The most direct way to zero in on these targets is to stimulate local food markets. As said before, this can be a slow and difficult process working against the existing market gradient, but there is reason to believe that this could change. Freight and transportation are approximately fifteen percent of the cost of food right now. As the price of petroleum rises, which is happening on a daily basis, so will that percentage. Eventually transportation costs will leverage labor. The global food network will undergo a change. Local food markets will have the opportunity to gain priority.

Image Removed

In addition to the rising price of petroleum products, the grain market has also begun to change. Ethanol policy has turned great chunks of crop land into biofuel plantations, cutting into both wheat and corn-for-food harvests. Add a drought in Australia this last year and a growing middle class in India and China and the price of wheat has climbed past twelve dollars a bushel over the winter. It is true that the grain market is susceptible to fluctuations and has always been a difficult read for farmers, but grain consumption (mainly corn, wheat, barley, oats, rice) comprises about half of what humans eat–and last checked our total population was still growing.

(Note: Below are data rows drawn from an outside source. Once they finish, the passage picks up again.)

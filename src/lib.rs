//! This crate exposes a Binary Search Tree (BST) that collapses duplicate
//! values into a per-node occurrence count, mostly for educational purposes.
//!
//! ## Binary Search Tree
//!
//! A Binary Search Tree is a data structure supporting operations to
//! insert, find, and delete stored records. BSTs are typically defined
//! recursively using the notion of a `Node`. A `Node` will typically store
//! some sort of value (the value that was inserted, for example) and will
//! sometimes have child `Node`s. The most important invariants of a BST are:
//!
//! 1. For every `Node` in a BST, all the `Node`s in its left subtree have a
//!    value less than its own value.
//! 2. For every `Node` in a BST, all the `Node`s in its right subtree have a
//!    value greater than its own value.
//!
//! > Note that some `Node`s have no children. These `Node`s are called "leaf nodes".
//!
//! The benefits of these invariants are many. For instance, searching for
//! values in the tree takes `O(height)` (where `height` is defined as the longest
//! path from the root `Node` to a leaf `Node`). BSTs also naturally support
//! sorted iteration by visiting the left subtree, then the subtree root, then
//! the right subtree.
//!
//! ## Duplicate counting
//!
//! The tree in this crate stores each distinct value in exactly one `Node`
//! and keeps a count of how many times it was inserted. Because equal values
//! never create a second node, no two nodes in the tree ever compare equal,
//! which keeps the invariants above strict.
//!
//! This tree does no rebalancing, so the height - and therefore the cost of
//! every operation - is `O(N)` in the worst case (inserting already-sorted
//! input builds a linked list).

#![deny(missing_docs)]

pub mod counted;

Much like the petroleum market, there is evidence that the grain market has taken an historic turn. Peaks and valleys will occur but prices have reached a new plateau below which they are not likely to fall. This, even more than programs to promote local food buying, has already caused 2007 wheat acreage numbers in the Willamette Valley to climb and grass seed acreage to fall. Again, outside forces are pointing in the direction of more local food production.

Image Removed

Still we are talking about a transition that will require several years of sustained effort, and certain parts of it must be enabled at the ground level within the region. Yes, over time it is likely that the pocket book will help individual buyers on a day to day basis choose local. Market forces may also push farmers toward more diversity with each new growing season. But the biggest and slowest moving piece of the puzzle, rebuilding infrastructure and markets, will require a commitment from the business establishment and local government leaders. As current Federal farm bill legislation continues to work in favor of large food conglomerates and against localized competition, increased grass-roots engagement will be necessary to make any of this happen.

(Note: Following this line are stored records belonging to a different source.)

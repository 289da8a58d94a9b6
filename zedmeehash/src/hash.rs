// SPDX-License-Identifier: Unlicense
// SPDX-FileCopyrightText: Authored by Matteo Zapparoli in 2021

//! The hash functions.
//!
//! Starting from the seed, each byte is processed from the *last* one to
//! the first one.  Let `r` be the number of bytes not processed yet
//! (including the current one) minus one (the index of the current byte):
//!
//! ```text
//! h = table[(r + data[r]) mod 256] ^ (h * 5)
//! ```
//!
//! All arithmetic wraps around at the width of the hash.  Since the
//! index depends on the distance from the *end* of the buffer, this is
//! not a streaming hash.

use crate::table::{Table32, Table64};

/// Template to generate the hash functions.
#[doc(alias = "hash_fn")]
macro_rules! hash_fn_impl {
    ($(#[$attr: meta])* $name: ident, $word: ty, $table: ty) => {
        $(#[$attr])*
        #[inline]
        pub fn $name(data: &[u8], seed: $word, table: &$table) -> $word {
            data.iter()
                .enumerate()
                .rev()
                .fold(seed, |h, (r, &ch)| {
                    // Only the lowest 8 bits of `r` matter.
                    table.get((r as u8).wrapping_add(ch)) ^ (h << 2).wrapping_add(h)
                })
        }
    };
}

hash_fn_impl! {
    /// Computes the 32-bit hash of `data` using the given seed and table.
    ///
    /// If `data` is empty, this function returns `seed`.
    ///
    /// # Example
    ///
    /// ```
    /// use zedmeehash::{hash32, init_default_table32, DEFAULT_SEED32};
    ///
    /// let table = init_default_table32();
    /// assert_eq!(hash32(b"123456789", DEFAULT_SEED32, table), 0x7ECE0FC4);
    /// assert_eq!(hash32(b"", 0xDEADBEEF, table), 0xDEADBEEF);
    /// ```
    hash32, u32, Table32
}

hash_fn_impl! {
    /// Computes the 64-bit hash of `data` using the given seed and table.
    ///
    /// If `data` is empty, this function returns `seed`.
    ///
    /// # Example
    ///
    /// ```
    /// use zedmeehash::{hash64, init_default_table64, DEFAULT_SEED64};
    ///
    /// let table = init_default_table64();
    /// assert_eq!(hash64(b"123456789", DEFAULT_SEED64, table), 0xB29B51359389E4CD);
    /// assert_eq!(hash64(b"", 0xDEADBEEF, table), 0xDEADBEEF);
    /// ```
    hash64, u64, Table64
}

It should be noted that a fully local food economy is not the goal. That would be impossible. But local food buying whether by individuals, food markets, restaurants, or processors needs to be stimulated beyond today’s five percent range to something more like twenty-five or thirty percent. This level of relocalized economic involvement could engender the kind of balance and stability that is needed to bring a modicum of food security to the populace and also a degree of sustainability to Willamette Valley agriculture.